In vivo evaluation of azapropazone cyclodextrin complexes from ophthalmic formulations/ocular tolerance and disposition in eye tissues

Soliman, Osama A.; Abd El-Ghany, Galal M.; Fathy, Mohamed

doi:10.21608/bfsa.2002.65697

In vivo evaluation of azapropazone cyclodextrin complexes from ophthalmic formulations/ocular tolerance and disposition in eye tissues

Document Type : Original Article

Authors

¹ Department of Pharmaceutics, Faculty of Pharmacy, Mansoura University Mansoura,35516, Egypt

² Department of Pharmaceutics, Faculty of Pharmacy, Assiut University, Egypt

10.21608/bfsa.2002.65697

Abstract

The effect of inclusion complex formation of azapropazone (Az) with cyclodextrins (CyDs), hydroxypropyl β-cyclodextrin (HP-β-CyD) and β-cyclodextrin (β-CyD) on the bioavailability of the drug in rabbits eye tissues (conjunctiva, cornea, iris-ciliary body and aq. humor) front ophthalmic prepns. (drops, gels and inserts) contg. the drug or its complexes were studied.

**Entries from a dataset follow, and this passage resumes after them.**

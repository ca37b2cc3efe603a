use super::utils::{threshold_method, ConfigArgs};
use clap::Args;
use fmri::prep::motion::{analyze_par_file, write_fd_artifacts};
use fmri::prep::{FdSummary, PipelineConfig, Result, ThresholdMethod};
use fmri::tools::fsl::{self, MotionCorrectionOutputs};
use fmri::tools::{SystemRunner, ToolRunner};

#[derive(Args, Debug)]
pub struct Moco {
    #[command(flatten)]
    config: ConfigArgs,
    /// FD异常阈值的计算方法：`iqr`或`median`。
    #[arg(long, value_parser = threshold_method)]
    method: Option<ThresholdMethod>,
}

impl Moco {
    pub fn run(&mut self) -> Result<()> {
        // [output/fMRI_motor_concat_var1.nii.gz] -> [output/moco_mot_corr/{moco.nii.gz, moco.par, fd*}]
        let mut builder = self.config.builder()?;
        if let Some(method) = self.method {
            builder = builder.fd_method(method);
        }
        let cfg = builder.build()?;
        run_stage(&cfg, &SystemRunner)?;
        Ok(())
    }
}

pub(super) fn run_stage<R: ToolRunner + ?Sized>(
    cfg: &PipelineConfig,
    runner: &R,
) -> Result<(MotionCorrectionOutputs, FdSummary)> {
    let outputs = fsl::motion_correct(runner, &cfg.concat_path(), &cfg.moco_dir(), cfg.dof())?;
    let (fd, summary) = analyze_par_file(&outputs.params, cfg.fd_radius_mm(), cfg.fd_method())?;
    summary.log();
    write_fd_artifacts(&cfg.moco_dir(), &fd, &summary)?;
    Ok((outputs, summary))
}
use super::utils::{positive_mm, threshold_method, ConfigArgs};
use clap::Args;
use fmri::prep::motion::{analyze_par_file, write_fd_artifacts};
use fmri::prep::{Result, ThresholdMethod};
use std::path::PathBuf;

#[derive(Args, Debug)]
pub struct Fd {
    #[command(flatten)]
    config: ConfigArgs,
    /// `.par`运动参数文件；缺省为头动校正输出目录下的`moco.par`。
    #[arg(long)]
    par: Option<PathBuf>,
    /// FD异常阈值的计算方法：`iqr`或`median`。
    #[arg(long, value_parser = threshold_method)]
    method: Option<ThresholdMethod>,
    /// 旋转换算为位移时的头部半径(mm)。
    #[arg(long, value_parser = positive_mm)]
    radius: Option<f64>,
    /// 结果输出目录；缺省为`.par`文件所在目录。
    #[arg(long = "out-dir")]
    out_dir: Option<PathBuf>,
}

impl Fd {
    pub fn run(&mut self) -> Result<()> {
        let mut builder = self.config.builder()?;
        if let Some(method) = self.method {
            builder = builder.fd_method(method);
        }
        if let Some(radius) = self.radius {
            builder = builder.fd_radius_mm(radius);
        }
        let cfg = builder.build()?;

        let par = self.par.clone().unwrap_or_else(|| cfg.moco_par_path());
        let out_dir = match self.out_dir {
            Some(ref dir) => dir.clone(),
            None => par
                .parent()
                .map(PathBuf::from)
                .unwrap_or_else(|| PathBuf::from(".")),
        };

        let (fd, summary) = analyze_par_file(&par, cfg.fd_radius_mm(), cfg.fd_method())?;
        summary.log();
        write_fd_artifacts(&out_dir, &fd, &summary)?;
        Ok(())
    }
}
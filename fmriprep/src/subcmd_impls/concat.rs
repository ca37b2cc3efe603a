use super::utils::ConfigArgs;
use clap::Args;
use fmri::prep::volume::concatenate_run_files;
use fmri::prep::{ConcatReport, PipelineConfig, Result};

#[derive(Args, Debug)]
pub struct Concat {
    #[command(flatten)]
    config: ConfigArgs,
}

impl Concat {
    pub fn run(&mut self) -> Result<()> {
        // [fMRI/tfMRI_MOTOR_{LR,RL}] -> [output/fMRI_motor_concat_var1.nii.gz]
        let cfg = self.config.load()?;
        run_stage(&cfg)?;
        Ok(())
    }
}

pub(super) fn run_stage(cfg: &PipelineConfig) -> Result<ConcatReport> {
    concatenate_run_files(
        &cfg.run1_path(),
        &cfg.run2_path(),
        &cfg.concat_path(),
        cfg.mask_threshold(),
    )
}
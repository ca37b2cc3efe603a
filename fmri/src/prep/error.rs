//! 预处理流程的错误类型。

use std::fmt::Write;
use std::io;
use std::path::PathBuf;
use thiserror::Error;

/// 预处理各阶段可能产生的错误。所有错误都直接向上传播，不做局部恢复。
#[derive(Error, Debug)]
pub enum PrepError {
    /// 调用外部工具之前发现输入文件缺失。
    #[error("missing input file(s): {}", join_paths(.0))]
    MissingInput(Vec<PathBuf>),

    /// 数值输入非法，例如方差为零。
    #[error("invalid input: {0}")]
    InvalidInput(String),

    /// 参数取值非法，例如未知的阈值方法。
    #[error("invalid argument: {0}")]
    InvalidArgument(String),

    /// 两个run的空间维度不一致。
    #[error("spatial shape mismatch: {left:?} vs {right:?}")]
    ShapeMismatch { left: Vec<usize>, right: Vec<usize> },

    /// 运动参数表格式错误。
    #[error("malformed motion parameters at line {line}: {reason}")]
    MotionParse { line: usize, reason: String },

    /// 外部工具以非零状态退出。
    #[error("`{tool}` failed ({status}):\n{stderr}")]
    ToolFailed {
        tool: String,
        status: String,
        stderr: String,
    },

    /// 外部工具无法启动（通常是不在`PATH`中）。
    #[error("failed to launch `{tool}`: {source}")]
    ToolLaunch {
        tool: String,
        #[source]
        source: io::Error,
    },

    /// 配置文件或配置值错误。
    #[error("invalid configuration: {0}")]
    Config(String),

    #[error(transparent)]
    Io(#[from] io::Error),

    #[error(transparent)]
    Nifti(#[from] nifti::NiftiError),

    #[error(transparent)]
    Shape(#[from] ndarray::ShapeError),

    #[error(transparent)]
    NpyWrite(#[from] ndarray_npy::WriteNpyError),
}

pub type Result<T> = std::result::Result<T, PrepError>;

impl PrepError {
    #[inline]
    pub fn invalid_input(msg: impl Into<String>) -> Self {
        Self::InvalidInput(msg.into())
    }

    #[inline]
    pub fn invalid_argument(msg: impl Into<String>) -> Self {
        Self::InvalidArgument(msg.into())
    }

    #[inline]
    pub fn config(msg: impl Into<String>) -> Self {
        Self::Config(msg.into())
    }
}

fn join_paths(paths: &[PathBuf]) -> String {
    let mut s = String::new();
    for (i, p) in paths.iter().enumerate() {
        if i != 0 {
            s.push_str(", ");
        }
        let _ = write!(s, "`{}`", p.display());
    }
    s
}
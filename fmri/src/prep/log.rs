use std::time::{Duration, Instant};
use tracing::info;

/// 流程各阶段的累计计时器。
#[derive(Clone, Debug)]
pub struct StageTimer {
    stages: Vec<(String, Duration)>,
    since: Instant,
}

impl StageTimer {
    /// 初始化计时器，并视为已经调用一次`self.start()`。
    #[inline]
    pub fn new() -> Self {
        Self {
            stages: Vec::new(),
            since: Instant::now(),
        }
    }

    /// 开始计时一个阶段。
    #[inline]
    pub fn start(&mut self) {
        self.since = Instant::now();
    }

    /// 结束当前阶段，记录并输出其耗时。上一次调用必须是`self.start()`，否则时间计算值无意义。
    pub fn finish(&mut self, stage: &str) -> Duration {
        let elapsed = self.since.elapsed();
        info!("阶段`{stage}`耗时 {:.2}s", elapsed.as_secs_f64());
        self.stages.push((stage.to_owned(), elapsed));
        elapsed
    }

    /// 已记录的阶段及耗时，按完成顺序排列。
    #[inline]
    pub fn stages(&self) -> &[(String, Duration)] {
        &self.stages
    }

    /// 所有阶段的总耗时（以毫秒为单位）。
    #[inline]
    pub fn get_total_ms(&self) -> u64 {
        self.stages.iter().map(|(_, d)| *d).sum::<Duration>().as_millis() as u64
    }
}

impl Default for StageTimer {
    fn default() -> Self {
        Self::new()
    }
}

#[cfg(test)]
mod tests {
    use super::StageTimer;

    #[test]
    fn test_stages_in_order() {
        let mut timer = StageTimer::new();
        timer.start();
        timer.finish("concat");
        timer.start();
        timer.finish("moco");
        let names: Vec<&str> = timer.stages().iter().map(|(n, _)| n.as_str()).collect();
        assert_eq!(names, ["concat", "moco"]);
    }
}
//! 脑掩膜、全局方差规范化与run拼接。

use super::error::{PrepError, Result};
use super::nifti_io;
use ndarray::{concatenate, Array3, Array4, ArrayView4, Axis, Zip};
use std::path::{Path, PathBuf};
use tracing::info;

/// 默认的脑掩膜阈值（时间维平均绝对强度）。
pub const DEFAULT_MASK_THRESHOLD: f32 = 1e-6;

/// 由`[x, y, z, t]`四维数据生成脑掩膜：体素沿时间维的平均绝对强度大于`threshold`即视为脑组织。
///
/// 时间维长度为0时平均值无定义，返回全`false`的掩膜。
pub fn create_brain_mask(volume: ArrayView4<f32>, threshold: f32) -> Array3<bool> {
    let (nx, ny, nz, nt) = volume.dim();
    if nt == 0 {
        return Array3::from_elem((nx, ny, nz), false);
    }
    let threshold = threshold as f64;
    let mut mask = Array3::from_elem((nx, ny, nz), false);
    Zip::from(&mut mask)
        .and(volume.lanes(Axis(3)))
        .for_each(|m, series| {
            let mean = series.iter().map(|v| v.abs() as f64).sum::<f64>() / nt as f64;
            *m = mean > threshold;
        });
    mask
}

/// 掩膜内全部（体素, 时间点）样本的总体方差（除以n）。掩膜为空时返回NaN。
pub fn compute_global_variance(volume: ArrayView4<f32>, mask: &Array3<bool>) -> f64 {
    let mut n = 0_usize;
    let mut sum = 0.0_f64;
    Zip::from(mask)
        .and(volume.lanes(Axis(3)))
        .for_each(|&m, series| {
            if m {
                n += series.len();
                sum += series.iter().map(|&v| v as f64).sum::<f64>();
            }
        });
    if n == 0 {
        return f64::NAN;
    }
    let mean = sum / n as f64;
    let mut ss = 0.0_f64;
    Zip::from(mask)
        .and(volume.lanes(Axis(3)))
        .for_each(|&m, series| {
            if m {
                ss += series.iter().map(|&v| (v as f64 - mean).powi(2)).sum::<f64>();
            }
        });
    ss / n as f64
}

/// 将整个体数据缩放为掩膜内方差为1，返回缩放后的数据以及重新计算得到的掩膜内方差。
pub fn normalize_variance(mut volume: Array4<f32>, mask: &Array3<bool>) -> Result<(Array4<f32>, f64)> {
    let variance = compute_global_variance(volume.view(), mask);
    if variance == 0.0 {
        return Err(PrepError::invalid_input(
            "cannot normalize: in-mask variance is zero",
        ));
    }
    if !variance.is_finite() {
        return Err(PrepError::invalid_input(
            "cannot normalize: brain mask selects no voxels",
        ));
    }
    let scale = (1.0 / variance.sqrt()) as f32;
    volume.mapv_inplace(|v| v * scale);
    let actual = compute_global_variance(volume.view(), mask);
    Ok((volume, actual))
}

/// 沿时间维拼接两个run，`run1`的所有帧在前。空间维度不一致时返回错误。
pub fn concatenate_runs<'a>(
    run1: ArrayView4<'a, f32>,
    run2: ArrayView4<'a, f32>,
) -> Result<Array4<f32>> {
    let left = &run1.shape()[..3];
    let right = &run2.shape()[..3];
    if left != right {
        return Err(PrepError::ShapeMismatch {
            left: left.to_vec(),
            right: right.to_vec(),
        });
    }
    Ok(concatenate(Axis(3), &[run1, run2])?)
}

/// 单个run规范化的结果。
#[derive(Clone, Debug, PartialEq)]
pub struct NormalizedRun {
    pub source: PathBuf,
    pub shape: Vec<usize>,
    pub brain_voxels: usize,
    pub variance_after: f64,
}

/// 拼接阶段的产物。
#[derive(Clone, Debug, PartialEq)]
pub struct ConcatReport {
    pub output: PathBuf,
    pub runs: [NormalizedRun; 2],
    pub shape: Vec<usize>,
}

fn load_and_normalize(path: &Path, mask_threshold: f32) -> Result<(nifti::NiftiHeader, Array4<f32>, NormalizedRun)> {
    let (header, data) = nifti_io::read_volume_4d(path)?;
    let shape = data.shape().to_vec();
    info!("run `{}`形状: {:?}", path.display(), shape);
    let mask = create_brain_mask(data.view(), mask_threshold);
    let brain_voxels = mask.iter().filter(|&&m| m).count();
    let (data, variance_after) = normalize_variance(data, &mask)?;
    info!("\t脑体素个数: {brain_voxels}, 规范化后方差: {variance_after:.6}");
    let run = NormalizedRun {
        source: path.to_path_buf(),
        shape,
        brain_voxels,
        variance_after,
    };
    Ok((header, data, run))
}

/// 读取两个run，分别以各自的脑掩膜做方差规范化，拼接后按`run1`的头信息写到`output`。
pub fn concatenate_run_files(
    run1_path: &Path,
    run2_path: &Path,
    output: &Path,
    mask_threshold: f32,
) -> Result<ConcatReport> {
    nifti_io::require_files(&[run1_path, run2_path])?;
    let (header, data1, run1) = load_and_normalize(run1_path, mask_threshold)?;
    let (_, data2, run2) = load_and_normalize(run2_path, mask_threshold)?;

    let joined = concatenate_runs(data1.view(), data2.view())?;
    let shape = joined.shape().to_vec();
    info!("拼接后形状: {shape:?}");
    nifti_io::write_volume(output, &joined, Some(&header))?;
    info!("拼接结果已写入`{}`", output.display());

    Ok(ConcatReport {
        output: output.to_path_buf(),
        runs: [run1, run2],
        shape,
    })
}
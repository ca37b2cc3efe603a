use clap::{Parser, Subcommand};
use super::error::CliError;

#[derive(Parser, Debug)]
#[command(name = "fmriprep")]
#[command(about = "单被试fMRI预处理流程：去颅骨、组织分割、run拼接、头动校正、配准与平滑。")]
#[command(version, about, long_about = None)]
pub struct Cli {
    /// 子命令。
    #[command(subcommand)]
    command: Commands,
}

impl Cli {
    pub fn run_program(&mut self) -> Result<(), CliError> {
        match self.command {
            Commands::SkullStrip(ref mut v) => v.run()?,
            Commands::Segment(ref mut v) => v.run()?,
            Commands::Concat(ref mut v) => v.run()?,
            Commands::Moco(ref mut v) => v.run()?,
            Commands::Fd(ref mut v) => v.run()?,
            Commands::Coreg(ref mut v) => v.run()?,
            Commands::Smooth(ref mut v) => v.run()?,
            Commands::Snapshot(ref mut v) => v.run()?,
            Commands::RunAll(ref mut v) => v.run()?,
        }
        Ok(())
    }
}

#[derive(Subcommand, Debug)]
enum Commands {
    /// 用`bet`对T1像去颅骨。
    SkullStrip(crate::subcmd_impls::skull_strip::SkullStrip),
    /// 用`fast`对去颅骨后的T1像做组织分割（CSF、灰质、白质）。
    Segment(crate::subcmd_impls::segment::Segment),
    /// 两个run分别方差规范化后沿时间维拼接。
    Concat(crate::subcmd_impls::concat::Concat),
    /// 用`mcflirt`做头动校正，并计算逐帧位移。
    Moco(crate::subcmd_impls::moco::Moco),
    /// 对已有的`.par`运动参数文件计算逐帧位移及异常阈值。
    Fd(crate::subcmd_impls::fd::Fd),
    /// 提取头动校正后的中间帧，用`epi_reg`(BBR)配准到T1像。仅用于可视化。
    Coreg(crate::subcmd_impls::coreg::Coreg),
    /// 用`fslmaths`做高斯空间平滑。
    Smooth(crate::subcmd_impls::smooth::Smooth),
    /// 将NIfTI体数据的中间轴位切片保存为灰度png。
    Snapshot(crate::subcmd_impls::snapshot::Snapshot),
    /// 按顺序执行全部预处理阶段。
    RunAll(crate::subcmd_impls::run_all::RunAll),
}
use super::error::CliError;
use clap::Args;
use fmri::prep::nifti_io::read_volume;
use fmri::prep::{PrepError, Result};
use image::GrayImage;
use ndarray::{ArrayD, Axis, Ix2};
use std::fs;
use std::path::PathBuf;
use tracing::info;

#[derive(Args, Debug)]
pub struct Snapshot {
    /// 输入的NIfTI文件。
    #[arg(long, short = 'i')]
    input: PathBuf,
    /// 输出的png文件。
    #[arg(long, short = 'o')]
    output: PathBuf,
    /// 轴位切片下标；缺省为中间切片。
    #[arg(long)]
    slice: Option<usize>,
}

impl Snapshot {
    pub fn run(&mut self) -> std::result::Result<(), CliError> {
        let (_, volume) = read_volume(&self.input)?;
        let png = render_axial_slice(&volume, self.slice)?;
        if let Some(parent) = self.output.parent().filter(|p| !p.as_os_str().is_empty()) {
            fs::create_dir_all(parent).map_err(PrepError::Io)?;
        }
        png.save(&self.output)?;
        info!("切片已保存到`{}`", self.output.display());
        Ok(())
    }
}

/// 取出第`z`个轴位切片（四维数据取第0帧），按切片内最小值到最大值线性映射到\[0, 255\]。
/// png的宽对应x轴，高对应y轴。
fn render_axial_slice(volume: &ArrayD<f32>, z: Option<usize>) -> Result<GrayImage> {
    if volume.ndim() < 3 {
        return Err(PrepError::invalid_input(format!(
            "expected a 3D or 4D volume, got {}D",
            volume.ndim()
        )));
    }
    if volume.ndim() > 3 && volume.shape()[3] == 0 {
        return Err(PrepError::invalid_input("4D volume has no frames"));
    }
    let mut view = volume.view();
    while view.ndim() > 3 {
        view = view.index_axis_move(Axis(3), 0);
    }
    let nz = view.shape()[2];
    let z = z.unwrap_or(nz / 2);
    if z >= nz {
        return Err(PrepError::invalid_argument(format!(
            "slice {z} out of range (volume has {nz} axial slices)"
        )));
    }
    let slice = view.index_axis_move(Axis(2), z).into_dimensionality::<Ix2>()?;
    let (nx, ny) = slice.dim();

    let (lower, upper) = slice
        .iter()
        .fold((f32::INFINITY, f32::NEG_INFINITY), |(lo, hi), &v| {
            (lo.min(v), hi.max(v))
        });
    let scale = if upper > lower {
        255.0 / (upper - lower)
    } else {
        0.0
    };

    let mut png = GrayImage::new(nx as u32, ny as u32);
    for ((x, y), &v) in slice.indexed_iter() {
        let level = ((v - lower) * scale).round().clamp(0.0, 255.0) as u8;
        png.put_pixel(x as u32, y as u32, image::Luma([level]));
    }
    Ok(png)
}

The solid inclusion complexes of Az were prepd. by the kneading method in molar ratios of 1:1 (guest/host) with HP-β-CyD or β-CyD. The prepd. complexes were investigated by the soly. method. The enhancing effect of HP-β-CyD on the penetration of Az in various eye tissues was greater than that of β-CyD. The in-vivo availability of Az from the tested ophthalmic prepns. in eye tissues were arranged as following; conjunctiva > cornea > iris-ciliary body > aq. humor. The peak time of Az for all formulations in the various eye tissues was 4 h. Meanwhile, AUCs of total drug disposition in the different eye tissues were 617.4, 882.4, 993.5, 1292.7, 1462.6, 1968.2 and 2141.3 μg. h/g for Az drops, Az gel, Az inserts, Az-β-CyD gel, Az-β-CyD inserts, Az-HP-β-CyD gel and Az-HP-β-CyD inserts, resp. The disposition of the drug in eye tissues showed that the distribution was greatly affected by the presence of CyDs. Moreover, the uptake of Az by different eye tissues was quite different from the selected formulations.